DEVELOPMENT AND APPLICATION OF NOVEL DIAGNOSTICS TO PROBE DYNAMICALLY COMPRESSED MATERIALS
- Author(s): Ali, Suzanne
- Advisor(s): Jeanloz, Raymond
- Saykally, Richard
- et al.
Two particular experimental approaches have been experiencing increased interest, that of dynamic spectroscopy and that of 2D measurements. The first allows us to obtain a better understanding of the electronic and chemical processes taking place under shock loading while the second provides a detailed view into the microscopic and macroscopic heterogeneities which directly influence material behavior and have been difficult to identify in the bulk material. In order to better understand these behaviors and their origins, two approaches have been utilized. A novel dynamic broadband optical reflectivity diagnostic was developed to probe changes in material properties on the scale of electronic structure and an existing, but only recently developed high resolution velocimetry system was used to observe the aforementioned changes on larger, microstructural scales.

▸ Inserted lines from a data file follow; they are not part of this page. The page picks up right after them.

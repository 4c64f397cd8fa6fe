//! Fakes for the selector collaborators

#![allow(dead_code)]

use std::sync::atomic::{AtomicUsize, Ordering};
use std::sync::{Arc, Mutex};

use async_trait::async_trait;
use image_source_selector::error::{CatalogError, HostError};
use image_source_selector::host::{Dialogs, ExceptionReporter, FilePicker};
use image_source_selector::source::{
    Metadata, PartitionTable, PartitionTableKind, SourceDescriptor, SourceHandle,
};
use image_source_selector::{ImageCatalog, ImageInfo, SourceError, SourceSdk, UserError};

/// SDK call that should fail
#[derive(Debug, Clone, Copy, PartialEq, Eq)]
pub enum FailAt {
    Open,
    InnerSource,
    Metadata,
    PartitionTable,
    Close,
}

/// SDK answering every open with the same scripted source
#[derive(Clone)]
pub struct ScriptedSdk {
    pub metadata: Metadata,
    pub partition_table: Option<PartitionTable>,
    pub fail_at: Option<FailAt>,
    pub opened: Arc<Mutex<Vec<SourceDescriptor>>>,
    pub closes: Arc<AtomicUsize>,
}

impl ScriptedSdk {
    pub fn new() -> Self {
        ScriptedSdk {
            metadata: Metadata {
                size: Some(4 * 1024 * 1024 * 1024),
                ..Metadata::default()
            },
            partition_table: Some(PartitionTable {
                kind: PartitionTableKind::Mbr,
                partitions: Vec::new(),
            }),
            fail_at: None,
            opened: Arc::new(Mutex::new(Vec::new())),
            closes: Arc::new(AtomicUsize::new(0)),
        }
    }

    pub fn without_partition_table(mut self) -> Self {
        self.partition_table = None;
        self
    }

    pub fn failing_at(mut self, step: FailAt) -> Self {
        self.fail_at = Some(step);
        self
    }

    pub fn open_count(&self) -> usize {
        self.opened.lock().unwrap().len()
    }

    pub fn close_count(&self) -> usize {
        self.closes.load(Ordering::SeqCst)
    }

    pub fn opened(&self) -> Vec<SourceDescriptor> {
        self.opened.lock().unwrap().clone()
    }

    fn check(&self, step: FailAt) -> Result<(), SourceError> {
        if self.fail_at == Some(step) {
            Err(SourceError::Format(format!("{:?} failed", step)))
        } else {
            Ok(())
        }
    }
}

#[async_trait]
impl SourceSdk for ScriptedSdk {
    async fn open(
        &self,
        descriptor: &SourceDescriptor,
    ) -> Result<Box<dyn SourceHandle>, SourceError> {
        self.opened.lock().unwrap().push(descriptor.clone());
        self.check(FailAt::Open)?;
        Ok(Box::new(ScriptedHandle { sdk: self.clone() }))
    }
}

struct ScriptedHandle {
    sdk: ScriptedSdk,
}

#[async_trait]
impl SourceHandle for ScriptedHandle {
    async fn inner_source(&mut self) -> Result<Box<dyn SourceHandle>, SourceError> {
        self.sdk.check(FailAt::InnerSource)?;
        Ok(Box::new(ScriptedHandle {
            sdk: self.sdk.clone(),
        }))
    }

    async fn metadata(&mut self) -> Result<Metadata, SourceError> {
        self.sdk.check(FailAt::Metadata)?;
        Ok(self.sdk.metadata.clone())
    }

    async fn partition_table(&mut self) -> Result<Option<PartitionTable>, SourceError> {
        self.sdk.check(FailAt::PartitionTable)?;
        Ok(self.sdk.partition_table.clone())
    }

    async fn close(&mut self) -> Result<(), SourceError> {
        self.sdk.closes.fetch_add(1, Ordering::SeqCst);
        self.sdk.check(FailAt::Close)
    }
}

#[derive(Default)]
pub struct RecordingDialogs {
    pub shown: Mutex<Vec<UserError>>,
}

impl RecordingDialogs {
    pub fn shown(&self) -> Vec<UserError> {
        self.shown.lock().unwrap().clone()
    }
}

impl Dialogs for RecordingDialogs {
    fn show_error(&self, error: &UserError) {
        self.shown.lock().unwrap().push(error.clone());
    }
}

#[derive(Default)]
pub struct RecordingReporter {
    pub reported: Mutex<Vec<String>>,
}

impl RecordingReporter {
    pub fn reported(&self) -> Vec<String> {
        self.reported.lock().unwrap().clone()
    }
}

impl ExceptionReporter for RecordingReporter {
    fn report(&self, error: &(dyn std::error::Error + 'static)) {
        self.reported.lock().unwrap().push(error.to_string());
    }
}

/// Picker returning a fixed answer
pub enum StaticPicker {
    Picked(String),
    Cancelled,
    Broken,
}

#[async_trait]
impl FilePicker for StaticPicker {
    async fn pick_image(&self) -> Result<Option<String>, HostError> {
        match self {
            StaticPicker::Picked(path) => Ok(Some(path.clone())),
            StaticPicker::Cancelled => Ok(None),
            StaticPicker::Broken => Err(HostError::Picker("no display".to_string())),
        }
    }
}

/// Catalog returning a fixed list, or failing when `None`
pub struct StaticCatalog(pub Option<Vec<ImageInfo>>);

impl StaticCatalog {
    pub fn image(file_name: &str, download_url: &str) -> ImageInfo {
        ImageInfo {
            file_name: file_name.to_string(),
            file_size: "1.1G".to_string(),
            last_modified: "2024-03-01 10:00".to_string(),
            download_url: download_url.to_string(),
        }
    }
}

#[async_trait]
impl ImageCatalog for StaticCatalog {
    async fn fetch_images(&self) -> Result<Vec<ImageInfo>, CatalogError> {
        self.0
            .clone()
            .ok_or_else(|| CatalogError::Http("Server returned 503".to_string()))
    }
}
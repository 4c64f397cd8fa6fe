//! Selection state
//!
//! Holds the currently selected image and the advisory warning raised when
//! it was selected.

use serde::{Deserialize, Serialize};

use crate::formats::looks_like_windows_image;
use crate::messages;
use crate::source::{BlockMap, Metadata, Partition, PartitionTable, PartitionTableKind};
use crate::utils::{basename, extension, format_size};

pub const WINDOWS_IMAGE_TITLE: &str = "Possible Windows image detected";
pub const MISSING_PARTITION_TABLE_TITLE: &str = "Missing partition table";

/// Image chosen by the user, with the metadata read from its source
#[derive(Debug, Clone, PartialEq, Serialize, Deserialize)]
#[serde(rename_all = "camelCase")]
pub struct SelectedImage {
    /// Path or URL as resolved
    pub path: String,
    /// Final extension of `path`, without the dot
    pub extension: String,
    pub name: Option<String>,
    /// Uncompressed size when known, otherwise the compressed size
    pub size: u64,
    pub compressed_size: Option<u64>,
    pub is_size_estimated: bool,
    pub is_compressed: bool,
    pub logo: Option<String>,
    pub block_map: Option<BlockMap>,
    pub has_partition_table: bool,
    pub partition_table_kind: Option<PartitionTableKind>,
    pub partitions: Vec<Partition>,
}

impl SelectedImage {
    /// Merge source metadata with the resolved path
    pub fn from_metadata(
        path: &str,
        metadata: Metadata,
        partition_table: Option<PartitionTable>,
    ) -> Self {
        let size = metadata
            .size
            .or(metadata.compressed_size)
            .unwrap_or_default();
        let (has_partition_table, partition_table_kind, partitions) = match partition_table {
            Some(table) => (true, Some(table.kind), table.partitions),
            None => (false, None, Vec::new()),
        };

        SelectedImage {
            path: path.to_string(),
            extension: extension(path).to_string(),
            name: metadata.name,
            size,
            compressed_size: metadata.compressed_size,
            is_size_estimated: metadata.is_size_estimated,
            is_compressed: metadata.is_compressed,
            logo: metadata.logo,
            block_map: metadata.block_map,
            has_partition_table,
            partition_table_kind,
            partitions,
        }
    }

    /// Metadata name, falling back to the basename of the path
    pub fn display_name(&self) -> &str {
        match self.name.as_deref() {
            Some(name) if !name.is_empty() => name,
            _ => basename(&self.path),
        }
    }
}

/// Advisory attached to a selection
#[derive(Debug, Clone, PartialEq, Eq, Serialize, Deserialize)]
pub struct Warning {
    pub title: String,
    pub message: String,
}

/// Warning for `image`, if any
///
/// Heuristics run in order and the first match wins: a Windows-looking
/// basename, then a missing partition table.
pub fn detect_warning(image: &SelectedImage) -> Option<Warning> {
    if looks_like_windows_image(&image.path) {
        Some(Warning {
            title: WINDOWS_IMAGE_TITLE.to_string(),
            message: messages::warning::looks_like_windows_image(),
        })
    } else if !image.has_partition_table {
        Some(Warning {
            title: MISSING_PARTITION_TABLE_TITLE.to_string(),
            message: messages::warning::missing_partition_table(),
        })
    } else {
        None
    }
}

/// Selection plus pending warning
#[derive(Debug, Clone, Default)]
pub struct SelectionState {
    image: Option<SelectedImage>,
    warning: Option<Warning>,
}

impl SelectionState {
    /// Install `image`, replacing the previous selection and its warning
    pub fn select(&mut self, image: SelectedImage) -> Option<&Warning> {
        self.warning = detect_warning(&image);
        self.image = Some(image);
        self.warning.as_ref()
    }

    /// Clear the selection and any pending warning
    pub fn deselect(&mut self) -> Option<SelectedImage> {
        self.warning = None;
        self.image.take()
    }

    /// Dismiss the warning, keeping the selection
    pub fn dismiss_warning(&mut self) -> Option<Warning> {
        self.warning.take()
    }

    pub fn image(&self) -> Option<&SelectedImage> {
        self.image.as_ref()
    }

    pub fn warning(&self) -> Option<&Warning> {
        self.warning.as_ref()
    }

    pub fn has_image(&self) -> bool {
        self.image.is_some()
    }

    pub fn snapshot(&self) -> SelectionSnapshot {
        let image = self.image.as_ref();
        SelectionSnapshot {
            has_image: image.is_some(),
            image_name: image.map(|i| i.display_name().to_string()),
            image_path: image.map(|i| i.path.clone()),
            image_size: image.map(|i| i.size),
            image_size_text: image.map(|i| format_size(i.size)),
            image_logo: image.and_then(|i| i.logo.clone()),
            warning: self.warning.clone(),
        }
    }
}

/// What a view needs to render the selector
#[derive(Debug, Clone, PartialEq, Eq, Serialize, Deserialize)]
#[serde(rename_all = "camelCase")]
pub struct SelectionSnapshot {
    pub has_image: bool,
    pub image_name: Option<String>,
    pub image_path: Option<String>,
    pub image_size: Option<u64>,
    pub image_size_text: Option<String>,
    pub image_logo: Option<String>,
    pub warning: Option<Warning>,
}
//! Image Source Selector - pick the image a disk flasher will write
//!
//! Resolves local files and HTTP(S) URLs through a source SDK, inspects
//! their metadata and partition table, and keeps the active selection with
//! its advisory warning. User actions arrive as requests on a single
//! channel; results leave as events.

pub mod logging;

pub mod catalog;
pub mod config;
pub mod error;
pub mod formats;
pub mod host;
pub mod ipc;
pub mod messages;
pub mod network_drive;
pub mod recent;
pub mod resolve;
pub mod selection;
pub mod selector;
pub mod source;
pub mod store;
pub mod utils;

#[cfg(feature = "desktop")]
pub mod desktop;

pub use catalog::{HttpCatalog, ImageCatalog, ImageInfo};
pub use error::{CatalogError, SelectError, SourceError, StoreError, UserError};
pub use ipc::{DropPayload, OutboundEvent, SelectorRequest};
pub use resolve::resolve_source;
pub use selection::{SelectedImage, SelectionSnapshot, Warning};
pub use selector::{DragResponse, SourceSelector};
pub use source::{LocalSdk, SourceKind, SourceOptions, SourceSdk};
pub use store::{JsonFileStore, KeyValueStore, MemoryStore};
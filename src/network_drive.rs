//! Windows mapped network drives
//!
//! Paths picked from a mapped drive (`Z:\images\os.img`) are rewritten to
//! their UNC form (`\\server\share\images\os.img`) so the image stays
//! reachable from elevated helper processes, which do not see the user's
//! drive mappings. On other platforms paths are returned unchanged.

#[cfg(target_os = "windows")]
use crate::log_debug;

#[cfg(target_os = "windows")]
const MODULE: &str = "network_drive";

/// Split `Z:\rest` into the drive letter and the remainder (`\rest`)
pub fn split_drive_letter(path: &str) -> Option<(char, &str)> {
    let mut chars = path.chars();
    let letter = chars.next().filter(char::is_ascii_alphabetic)?;
    if chars.next() != Some(':') {
        return None;
    }
    let rest = &path[2..];
    if rest.is_empty() || rest.starts_with(['\\', '/']) {
        Some((letter.to_ascii_uppercase(), rest))
    } else {
        None
    }
}

/// Join a UNC remote name with the remainder of a drive path
pub fn join_remote(remote: &str, rest: &str) -> String {
    let remote = remote.trim_end_matches(['\\', '/']);
    if rest.is_empty() {
        remote.to_string()
    } else {
        format!("{}{}", remote, rest.replace('/', "\\"))
    }
}

/// Replace a mapped network drive letter with its UNC remote name
///
/// Paths on local drives, URLs and paths without a drive letter are returned
/// unchanged.
pub fn replace_windows_network_drive_letter(path: &str) -> std::io::Result<String> {
    let Some((letter, rest)) = split_drive_letter(path) else {
        return Ok(path.to_string());
    };

    match remote_name(letter)? {
        Some(remote) => {
            let resolved = join_remote(&remote, rest);
            #[cfg(target_os = "windows")]
            log_debug!(MODULE, "Resolved {} to {}", path, resolved);
            Ok(resolved)
        }
        None => Ok(path.to_string()),
    }
}

#[cfg(target_os = "windows")]
fn remote_name(letter: char) -> std::io::Result<Option<String>> {
    use windows_sys::Win32::Foundation::{ERROR_NOT_CONNECTED, NO_ERROR};
    use windows_sys::Win32::NetworkManagement::WNet::WNetGetConnectionW;

    let local: Vec<u16> = format!("{}:", letter)
        .encode_utf16()
        .chain(std::iter::once(0))
        .collect();
    let mut buffer = vec![0u16; 1024];
    let mut length = buffer.len() as u32;

    // SAFETY: `local` is NUL-terminated and `buffer` holds `length` UTF-16 units
    let status = unsafe { WNetGetConnectionW(local.as_ptr(), buffer.as_mut_ptr(), &mut length) };

    match status {
        NO_ERROR => {
            let end = buffer.iter().position(|&c| c == 0).unwrap_or(buffer.len());
            Ok(Some(String::from_utf16_lossy(&buffer[..end])))
        }
        // Local drive or not a redirected device
        ERROR_NOT_CONNECTED => Ok(None),
        code => Err(std::io::Error::from_raw_os_error(code as i32)),
    }
}

#[cfg(not(target_os = "windows"))]
fn remote_name(_letter: char) -> std::io::Result<Option<String>> {
    Ok(None)
}
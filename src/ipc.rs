//! Request channel
//!
//! Every user action and inbound `select-image` message is a
//! `SelectorRequest` on a single channel. One handler loop consumes it, so
//! resolutions never overlap.

use std::sync::Arc;

use serde::{Deserialize, Serialize};
use tokio::sync::mpsc;

use crate::catalog::ImageInfo;
use crate::config;
use crate::host::EventSink;
use crate::log_debug;
use crate::selection::{SelectionSnapshot, Warning};
use crate::selector::SourceSelector;

const MODULE: &str = "ipc";

#[derive(Debug, Clone, PartialEq, Eq, Serialize, Deserialize)]
#[serde(tag = "type", rename_all = "kebab-case")]
pub enum SelectorRequest {
    /// Inbound `select-image`; kind inferred from the path
    SelectImage {
        #[serde(rename = "imagePath")]
        image_path: String,
    },
    OpenFilePicker,
    SubmitUrl {
        url: String,
    },
    Drop(DropPayload),
    /// Load the image catalog; answered with a `catalog` event
    FetchCatalog,
    /// Catalog entry picked; an empty URL closes the catalog
    SelectCatalogImage {
        #[serde(rename = "downloadUrl")]
        download_url: String,
    },
    Reselect,
    AcceptWarning,
    CancelWarning,
    /// A flash started or finished elsewhere in the app
    SetFlashing {
        flashing: bool,
    },
}

/// Files carried by a drop event
#[derive(Debug, Clone, Default, PartialEq, Eq, Serialize, Deserialize)]
pub struct DropPayload {
    pub files: Vec<DroppedFile>,
}

impl DropPayload {
    pub fn from_paths<I, S>(paths: I) -> Self
    where
        I: IntoIterator<Item = S>,
        S: Into<String>,
    {
        DropPayload {
            files: paths
                .into_iter()
                .map(|path| DroppedFile { path: path.into() })
                .collect(),
        }
    }
}

#[derive(Debug, Clone, PartialEq, Eq, Serialize, Deserialize)]
pub struct DroppedFile {
    pub path: String,
}

/// Events sent towards the view
#[derive(Debug, Clone, PartialEq, Eq, Serialize, Deserialize)]
#[serde(tag = "event", content = "payload", rename_all = "kebab-case")]
pub enum OutboundEvent {
    SourceSelectorReady,
    SelectionChanged(SelectionSnapshot),
    Warning(Warning),
    Catalog(Vec<ImageInfo>),
}

impl OutboundEvent {
    /// Event name on the wire
    pub fn name(&self) -> &'static str {
        match self {
            OutboundEvent::SourceSelectorReady => config::events::SOURCE_SELECTOR_READY,
            OutboundEvent::SelectionChanged(_) => config::events::SELECTION_CHANGED,
            OutboundEvent::Warning(_) => config::events::WARNING,
            OutboundEvent::Catalog(_) => config::events::CATALOG,
        }
    }
}

/// Event sink forwarding to an unbounded channel
#[derive(Debug, Clone)]
pub struct ChannelEvents {
    tx: mpsc::UnboundedSender<OutboundEvent>,
}

impl ChannelEvents {
    pub fn new() -> (Arc<Self>, mpsc::UnboundedReceiver<OutboundEvent>) {
        let (tx, rx) = mpsc::unbounded_channel();
        (Arc::new(ChannelEvents { tx }), rx)
    }
}

impl EventSink for ChannelEvents {
    fn emit(&self, event: OutboundEvent) {
        if self.tx.send(event).is_err() {
            log_debug!(MODULE, "Event receiver dropped");
        }
    }
}

/// Mount the selector and handle requests until every sender is dropped
///
/// Returns the selector so the caller can inspect the final state.
pub async fn run(
    mut selector: SourceSelector,
    mut requests: mpsc::Receiver<SelectorRequest>,
) -> SourceSelector {
    selector.mount();
    while let Some(request) = requests.recv().await {
        log_debug!(MODULE, "Handling {:?}", request);
        selector.handle(request).await;
    }
    log_debug!(MODULE, "Request channel closed");
    selector
}
//! Local file source

use std::fs::File;
use std::io::{Read, Seek, SeekFrom};
use std::path::{Path, PathBuf};

use async_trait::async_trait;

use super::bmap::{find_block_map, parse_block_map};
use super::compression::{gzip_size_from_trailer, read_prefix, Compression, MAGIC_LEN};
use super::partition::{parse_partition_table, PartitionTable};
use super::{Metadata, SourceHandle};
use crate::config;
use crate::error::SourceError;
use crate::{log_debug, log_info, log_warn};

const MODULE: &str = "source::file";

/// Smallest possible gzip member (header + empty deflate block + trailer)
const GZIP_MIN_LEN: u64 = 18;

/// Image file on a local filesystem
///
/// The handle returned by `open` reads the file as-is; its inner source
/// decodes the compression detected from the magic bytes or extension.
#[derive(Debug)]
pub struct FileSource {
    path: PathBuf,
    file: Option<File>,
    len: u64,
    compression: Compression,
}

impl FileSource {
    pub async fn open(path: &Path) -> Result<Self, SourceError> {
        let path = path.to_path_buf();
        log_debug!(MODULE, "Opening {}", path.display());

        blocking(move || {
            let file = File::open(&path)?;
            let metadata = file.metadata()?;
            if !metadata.is_file() {
                return Err(SourceError::Format(format!(
                    "{} is not a regular file",
                    path.display()
                )));
            }

            Ok(FileSource {
                len: metadata.len(),
                path,
                file: Some(file),
                compression: Compression::None,
            })
        })
        .await
    }

    fn handle(&self) -> Result<File, SourceError> {
        let file = self.file.as_ref().ok_or(SourceError::Closed)?;
        Ok(file.try_clone()?)
    }
}

#[async_trait]
impl SourceHandle for FileSource {
    async fn inner_source(&mut self) -> Result<Box<dyn SourceHandle>, SourceError> {
        let mut file = self.handle()?;
        let path = self.path.clone();
        let len = self.len;
        let current = self.compression;

        let inner = blocking(move || {
            let compression = if current.is_compressed() {
                current
            } else {
                let mut header = [0u8; MAGIC_LEN];
                file.seek(SeekFrom::Start(0))?;
                let read = read_prefix(&mut file, MAGIC_LEN, "raw", false)?;
                header[..read.len()].copy_from_slice(&read);
                Compression::detect(&path.to_string_lossy(), &header[..read.len()])
            };

            Ok(FileSource {
                path,
                file: Some(file),
                len,
                compression,
            })
        })
        .await?;

        if inner.compression.is_compressed() {
            log_info!(
                MODULE,
                "Detected {} compression for {}",
                inner.compression.name(),
                inner.path.display()
            );
        }

        Ok(Box::new(inner))
    }

    async fn metadata(&mut self) -> Result<Metadata, SourceError> {
        let mut file = self.handle()?;
        let path = self.path.clone();
        let len = self.len;
        let compression = self.compression;

        blocking(move || {
            let mut metadata = Metadata {
                is_compressed: compression.is_compressed(),
                ..Metadata::default()
            };

            match compression {
                Compression::None => metadata.size = Some(len),
                Compression::Gz if len >= GZIP_MIN_LEN => {
                    let mut trailer = [0u8; 4];
                    file.seek(SeekFrom::End(-4))?;
                    file.read_exact(&mut trailer)?;
                    metadata.size = Some(gzip_size_from_trailer(trailer));
                    metadata.is_size_estimated = true;
                    metadata.compressed_size = Some(len);
                }
                _ => metadata.compressed_size = Some(len),
            }

            if let Some(bmap_path) = find_block_map(&path) {
                match std::fs::read(&bmap_path)
                    .map_err(SourceError::from)
                    .and_then(|xml| parse_block_map(&xml))
                {
                    Ok(block_map) => {
                        log_debug!(MODULE, "Using block map {}", bmap_path.display());
                        metadata.block_map = Some(block_map);
                    }
                    Err(e) => {
                        log_warn!(
                            MODULE,
                            "Ignoring unreadable block map {}: {}",
                            bmap_path.display(),
                            e
                        );
                    }
                }
            }

            Ok(metadata)
        })
        .await
    }

    async fn partition_table(&mut self) -> Result<Option<PartitionTable>, SourceError> {
        let mut file = self.handle()?;
        let compression = self.compression;

        let prefix = blocking(move || {
            file.seek(SeekFrom::Start(0))?;
            let mut decoder = compression.decoder(file)?;
            read_prefix(
                &mut decoder,
                config::source::PARTITION_PROBE_BYTES,
                compression.name(),
                false,
            )
        })
        .await?;

        parse_partition_table(&prefix)
    }

    async fn close(&mut self) -> Result<(), SourceError> {
        match self.file.take() {
            Some(_) => {
                log_debug!(MODULE, "Closed {}", self.path.display());
                Ok(())
            }
            None => Err(SourceError::Closed),
        }
    }
}

/// Run blocking file work off the async runtime
async fn blocking<T, F>(f: F) -> Result<T, SourceError>
where
    F: FnOnce() -> Result<T, SourceError> + Send + 'static,
    T: Send + 'static,
{
    tokio::task::spawn_blocking(f)
        .await
        .map_err(|e| SourceError::Io(std::io::Error::other(format!("Task failed: {}", e))))?
}

#[cfg(test)]
mod tests {
    use super::*;
    use crate::source::partition::tests::{gpt_image, mbr_image};
    use crate::source::PartitionTableKind;
    use std::io::Write;

    fn write_file(dir: &Path, name: &str, data: &[u8]) -> PathBuf {
        let path = dir.join(name);
        std::fs::write(&path, data).unwrap();
        path
    }

    #[tokio::test]
    async fn test_open_missing_file() {
        let dir = tempfile::tempdir().unwrap();
        let err = FileSource::open(&dir.path().join("missing.img"))
            .await
            .unwrap_err();
        assert!(matches!(err, SourceError::Io(_)));
    }

    #[tokio::test]
    async fn test_open_directory() {
        let dir = tempfile::tempdir().unwrap();
        let result = FileSource::open(dir.path()).await;
        assert!(result.is_err());
    }

    #[tokio::test]
    async fn test_raw_image() {
        let dir = tempfile::tempdir().unwrap();
        let path = write_file(dir.path(), "os.img", &mbr_image(1024 * 1024));

        let mut source = FileSource::open(&path).await.unwrap();
        let mut inner = source.inner_source().await.unwrap();

        let metadata = inner.metadata().await.unwrap();
        assert_eq!(metadata.size, Some(1024 * 1024));
        assert!(!metadata.is_compressed);
        assert!(metadata.block_map.is_none());

        let table = inner.partition_table().await.unwrap().unwrap();
        assert_eq!(table.kind, PartitionTableKind::Mbr);

        source.close().await.unwrap();
        assert!(matches!(source.close().await, Err(SourceError::Closed)));
    }

    #[tokio::test]
    async fn test_gzip_image_by_magic() {
        let dir = tempfile::tempdir().unwrap();
        let image = gpt_image(2 * 1024 * 1024);
        let mut encoder =
            flate2::write::GzEncoder::new(Vec::new(), flate2::Compression::default());
        encoder.write_all(&image).unwrap();
        let compressed = encoder.finish().unwrap();
        // No compression extension: detection relies on the magic bytes
        let path = write_file(dir.path(), "os.img", &compressed);

        let mut source = FileSource::open(&path).await.unwrap();
        let mut inner = source.inner_source().await.unwrap();

        let metadata = inner.metadata().await.unwrap();
        assert!(metadata.is_compressed);
        assert!(metadata.is_size_estimated);
        assert_eq!(metadata.size, Some(image.len() as u64));
        assert_eq!(metadata.compressed_size, Some(compressed.len() as u64));

        let table = inner.partition_table().await.unwrap().unwrap();
        assert_eq!(table.kind, PartitionTableKind::Gpt);
        assert_eq!(table.partitions[0].name.as_deref(), Some("rootfs"));

        source.close().await.unwrap();
    }

    #[tokio::test]
    async fn test_xz_image_without_partition_table() {
        let dir = tempfile::tempdir().unwrap();
        let mut encoder = xz2::write::XzEncoder::new(Vec::new(), 6);
        encoder.write_all(&vec![0u8; 256 * 1024]).unwrap();
        let path = write_file(dir.path(), "blank.img.xz", &encoder.finish().unwrap());

        let mut source = FileSource::open(&path).await.unwrap();
        let mut inner = source.inner_source().await.unwrap();

        let metadata = inner.metadata().await.unwrap();
        assert!(metadata.is_compressed);
        assert_eq!(metadata.size, None);
        assert!(metadata.compressed_size.is_some());
        assert_eq!(inner.partition_table().await.unwrap(), None);
    }

    #[tokio::test]
    async fn test_corrupt_compressed_image() {
        let dir = tempfile::tempdir().unwrap();
        let mut data = vec![0xFD, b'7', b'z', b'X', b'Z', 0x00];
        data.extend_from_slice(&[0xAB; 4096]);
        let path = write_file(dir.path(), "broken.img.xz", &data);

        let mut source = FileSource::open(&path).await.unwrap();
        let mut inner = source.inner_source().await.unwrap();
        assert!(matches!(
            inner.partition_table().await,
            Err(SourceError::Format(_))
        ));
    }

    #[tokio::test]
    async fn test_block_map_sidecar() {
        let dir = tempfile::tempdir().unwrap();
        let path = write_file(dir.path(), "os.img", &mbr_image(8192));
        write_file(
            dir.path(),
            "os.bmap",
            b"<bmap version=\"2.0\"><ImageSize>8192</ImageSize><BlockSize>4096</BlockSize>\
              <BlocksCount>2</BlocksCount><MappedBlocksCount>1</MappedBlocksCount>\
              <BlockMap><Range>0</Range></BlockMap></bmap>",
        );

        let mut source = FileSource::open(&path).await.unwrap();
        let mut inner = source.inner_source().await.unwrap();
        let block_map = inner.metadata().await.unwrap().block_map.unwrap();
        assert_eq!(block_map.mapped_blocks_count, 1);
        assert_eq!(block_map.ranges.len(), 1);
    }

    #[tokio::test]
    async fn test_closed_source_rejects_calls() {
        let dir = tempfile::tempdir().unwrap();
        let path = write_file(dir.path(), "os.img", &mbr_image(4096));

        let mut source = FileSource::open(&path).await.unwrap();
        source.close().await.unwrap();
        assert!(matches!(
            source.inner_source().await,
            Err(SourceError::Closed)
        ));
        assert!(matches!(source.metadata().await, Err(SourceError::Closed)));
    }
}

In order to expand understanding of the chemical and mechanical responses of condensed matter to dynamic shock compression two projects were undertaken. The first was the development of a broadband optical reflectivity diagnostic with both time and wavelength resolution. The Shock Wave Optical Reflectivity Diagnostic (SWORD) has enabled us to study the dynamic optical reflectivity in shocked samples over the visible and near-infrared, across a time span of nanoseconds and with a resolution of 0.5 ns and 10 nm. Laser velocimetry was used in tandem with the SWORD to determine kinematic properties of the shocked samples, such as pressure and density. This novel diagnostic has been applied to the semiconductor-to-metal transition in single-crystal germanium and used to observe both a general reflectivity increase on metallization and a wavelength dependent response as a function of pressure.
The second project involved the application of the recently developed two dimensional Velocity Interferometry System for Any Reflector (2D VISAR, alternatively Janus High Resolution Velocimeter, JHRV) to study anisotropic shock wave propagation and dynamic heterogeneous deformation and fracture in diamond. In combination with the aforementioned laser velocimetry (also VISAR), we have obtained velocity histories and two-dimensional velocity maps and images of the shocked target at various time points after breakout. Significant anisotropy in both the elastic and inelastic waves was observed in single-crystal diamond samples. Characteristic length scales for the fracture of polycrystalline diamond samples of varying grain size were also determined.